There is a list of emails, a couple of sale ads from her favorite retailers, a notification that the auto-delivery of Puds’s
dog food is on the way, and a forwarded chain email from her dad (~*Forward This to Seven Friends or Risk Thirteen Years of Bad Luck*~). God bless him. He really needs a good friend to assure him he’ll be alright to send those directly to the junk folder. Also, thanks a lot,
Dad, for redirecting the promise of bad luck to your offspring.
Cece’s laughter booms across the salon, pulling Junie out of her inbox and back into the moment. Georgia is bent over holding
her stomach.
“Stop, stop,” she says. “You’re going to make me pee my pants.”
Even Tina laughs.
Junie locks her phone screen and tucks it back into her pocket. “What?” she asks. “What did I miss?”
Cece tips her cup up to finish the last drop and grins. “Georgia’s got all kinds of crazy ideas keeping us laughing.”
Junie’s eyes dart to the list and the latest additions. Become internet influencers.
“Cece as an influencer? Are they allowed to curse out their followers?” Junie asks and joins in the laughter.
“Hey now,” Georgia replies through gasped breaths, “anyone can do it these days. Folks from all different walks of life!”
“I’ll tell y’all I’d rather sell nudes of myself than have to try my hand at internet influencing. Heck, I can barely work
the camera facing outward!” Cece, unbelievably, seems to be enjoying herself.
Junie stands and grabs the wine bottle and refills the cups in the circle. She’s laughing harder than she has in years. And
it’s not lost on her that she’s standing in the middle of a scene she’s longed for: all of them together, at June’s. She’s
wondered if June’s would bring them back together, and in some roundabout way, maybe that’s happening right now. Or maybe
it’s a gift from the universe, considering Junie’s situation, her wish made true.

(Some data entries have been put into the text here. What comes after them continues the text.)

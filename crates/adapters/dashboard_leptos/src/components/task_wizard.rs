//! Three-step modal that builds a task: basic info, trigger conditions,
//! then actions.
//!
//! All transitions go through [`WizardState`]; this component only renders
//! it and gates the buttons on `can_advance` / `can_submit`.

use leptos::prelude::*;
use leptos::task::spawn_local;
use robodesk_domain::id::TemplateId;
use robodesk_domain::robot::Robot;
use robodesk_domain::task::{Frequency, Task};
use robodesk_domain::template::CategoryTemplates;
use robodesk_domain::wizard::{WizardState, WizardStep};

use super::{ErrorNote, Loading, use_toasts};
use crate::api;

const STEPS: [WizardStep; 3] = [
    WizardStep::BasicInfo,
    WizardStep::Conditions,
    WizardStep::Actions,
];

#[component]
pub fn TaskWizard(
    robot: Robot,
    #[prop(into)] on_close: Callback<()>,
    /// Called with the created task; the wizard is closed by then.
    #[prop(into)]
    on_created: Callback<Task>,
) -> impl IntoView {
    let toasts = use_toasts();
    let wizard = RwSignal::new(WizardState::new());
    let submitting = RwSignal::new(false);

    let category = robot.category.clone();
    let templates = LocalResource::new(move || {
        let category = category.clone();
        async move { api::fetch_templates(&category).await }
    });

    let robot = StoredValue::new(robot);

    let submit = move |_| {
        let state = wizard.get_untracked();
        let draft = match robot.with_value(|robot| state.submit(robot)) {
            Ok(draft) => draft,
            Err(err) => {
                toasts.error(err.to_string());
                return;
            }
        };
        submitting.set(true);
        spawn_local(async move {
            match api::create_task(&draft).await {
                Ok(task) => {
                    toasts.success(format!("Created \u{201C}{}\u{201D}", task.name));
                    on_close.run(());
                    on_created.run(task);
                }
                Err(err) => {
                    toasts.error(format!("Could not create task: {err}"));
                    submitting.set(false);
                }
            }
        });
    };

    // Field edits update `wizard` on every keystroke; only a step change
    // should rebuild the body.
    let current_step = Memo::new(move |_| wizard.with(WizardState::step));

    let step_body = move || {
        match current_step.get() {
            WizardStep::BasicInfo => view! { <BasicInfoStep wizard/> }.into_any(),
            step => templates
                .read()
                .as_ref()
                .map(|result| match result {
                    Ok(catalog) => {
                        view! { <TemplateStep wizard catalog=catalog.clone() step/> }.into_any()
                    }
                    Err(err) => view! {
                        <ErrorNote context="Failed to load templates" error=err.to_string()/>
                    }
                    .into_any(),
                })
                .unwrap_or_else(|| view! { <Loading/> }.into_any()),
        }
    };

    view! {
        <div class="modal-backdrop">
            <div class="modal wizard">
                <header>
                    <h2>"New task for " {robot.with_value(|robot| robot.name.clone())}</h2>
                    <button class="close" on:click=move |_| on_close.run(())>"\u{00D7}"</button>
                </header>
                <ol class="wizard-steps">
                    {STEPS
                        .into_iter()
                        .map(|step| {
                            let class = move || {
                                let current = current_step.get();
                                if step == current {
                                    "active"
                                } else if step < current {
                                    "done"
                                } else {
                                    ""
                                }
                            };
                            view! { <li class=class>{step.number()} ". " {step.title()}</li> }
                        })
                        .collect_view()}
                </ol>
                <section class="wizard-body">{step_body}</section>
                <footer>
                    <Show when=move || current_step.get() != WizardStep::BasicInfo>
                        <button on:click=move |_| wizard.update(WizardState::retreat)>"Back"</button>
                    </Show>
                    <Show
                        when=move || wizard.with(WizardState::is_last_step)
                        fallback=move || view! {
                            <button
                                class="primary"
                                disabled=move || !wizard.with(WizardState::can_advance)
                                on:click=move |_| {
                                    wizard.update(|w| {
                                        w.try_advance();
                                    });
                                }
                            >
                                "Next"
                            </button>
                        }
                    >
                        <button
                            class="primary"
                            disabled=move || submitting.get() || !wizard.with(WizardState::can_submit)
                            on:click=submit
                        >
                            "Create task"
                        </button>
                    </Show>
                </footer>
            </div>
        </div>
    }
}

#[component]
fn BasicInfoStep(wizard: RwSignal<WizardState>) -> impl IntoView {
    let uses_time = move || wizard.with(|w| w.frequency().uses_time());

    view! {
        <label>
            "Task name"
            <input
                type="text"
                placeholder="e.g. Daily sync"
                prop:value=move || wizard.with(|w| w.name().to_string())
                on:input=move |ev| wizard.update(|w| w.set_name(event_target_value(&ev)))
            />
        </label>
        <label>
            "Description"
            <textarea
                prop:value=move || wizard.with(|w| w.description().to_string())
                on:input=move |ev| wizard.update(|w| w.set_description(event_target_value(&ev)))
            ></textarea>
        </label>
        <label>
            "Frequency"
            <select on:change=move |ev| {
                if let Ok(frequency) = event_target_value(&ev).parse::<Frequency>() {
                    wizard.update(|w| w.set_frequency(frequency));
                }
            }>
                {Frequency::ALL
                    .into_iter()
                    .map(|frequency| {
                        view! {
                            <option
                                value=frequency.as_str()
                                selected=move || wizard.with(|w| w.frequency() == frequency)
                            >
                                {frequency.as_str()}
                            </option>
                        }
                    })
                    .collect_view()}
            </select>
        </label>
        <Show when=uses_time>
            <label>
                "Time"
                <input
                    type="time"
                    prop:value=move || wizard.with(|w| w.time().to_string())
                    on:input=move |ev| wizard.update(|w| w.set_time(event_target_value(&ev)))
                />
            </label>
        </Show>
    }
}

#[component]
fn TemplateStep(
    wizard: RwSignal<WizardState>,
    catalog: CategoryTemplates,
    step: WizardStep,
) -> impl IntoView {
    let options: Vec<(TemplateId, String, String)> = if step == WizardStep::Conditions {
        catalog
            .conditions
            .into_iter()
            .map(|c| (c.id, c.name, c.description))
            .collect()
    } else {
        catalog
            .actions
            .into_iter()
            .map(|a| (a.id, a.name, a.description))
            .collect()
    };
    let hint = if step == WizardStep::Conditions {
        "Run when any of these happens:"
    } else {
        "Then do all of these:"
    };

    view! {
        <p class="hint">{hint}</p>
        <ul class="template-options">
            {options
                .into_iter()
                .map(|(id, name, description)| {
                    let checked = {
                        let id = id.clone();
                        move || {
                            wizard.with(|w| {
                                if step == WizardStep::Conditions {
                                    w.selected_conditions().contains(&id)
                                } else {
                                    w.selected_actions().contains(&id)
                                }
                            })
                        }
                    };
                    let toggle = move |_| {
                        let id = id.clone();
                        wizard.update(|w| {
                            if step == WizardStep::Conditions {
                                w.toggle_condition(id);
                            } else {
                                w.toggle_action(id);
                            }
                        });
                    };
                    view! {
                        <li>
                            <label>
                                <input type="checkbox" prop:checked=checked on:change=toggle/>
                                <strong>{name}</strong>
                                <span class="muted">{description}</span>
                            </label>
                        </li>
                    }
                })
                .collect_view()}
        </ul>
    }
}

The women drink and chat, and the edges of things grow fuzzy as the bottle grows light.
Soon enough, they have a solid starter list.
Getting Back to Good Hair Days
Cards
“Oils” (hard maybe—likely pyramid scheme)
Flip a house (requires money and expertise no one has)
Lotto
Enter contests (trivia, puzzles, etc.)
Put ad stickers on our cars (note: everyone will start asking questions)
Complete surveys for payment
Sell nudes (Mama would reincarnate herself for the sole purpose of ending us all)
Become internet influencers
Inside, Junie is bubbly and thrilled in the best kind of woozy way.
This whole thing is supposed to be a small disaster, but what she’s feeling is anything but.
It’s the most at home she’s felt, the most complete, since Mama died.
Not that she has felt adrift or ailed in the meantime, but she has been feeling like something is missing.
Amid the fun and joy she ekes from her regular days, there are little cracks that could be filled.
Not ones that require it, not ones that pose a risk to the rest of her, but simply thin spaces for something else. Fissures suggesting room for more.
Maybe it’s having Georgia here. Or maybe it’s the power of the four of them being together, but she can’t shake the feeling
of how the shop seems to fade in the face of this moment. All the women, all the fun, all the love that lives inside and around
it.
Call her crazy (and admittedly, she’s had more than enough to drink), but Junie would rather their financial woes continue
forever if she gets to keep this feeling.
“Another drink, y’all?” Cece asks.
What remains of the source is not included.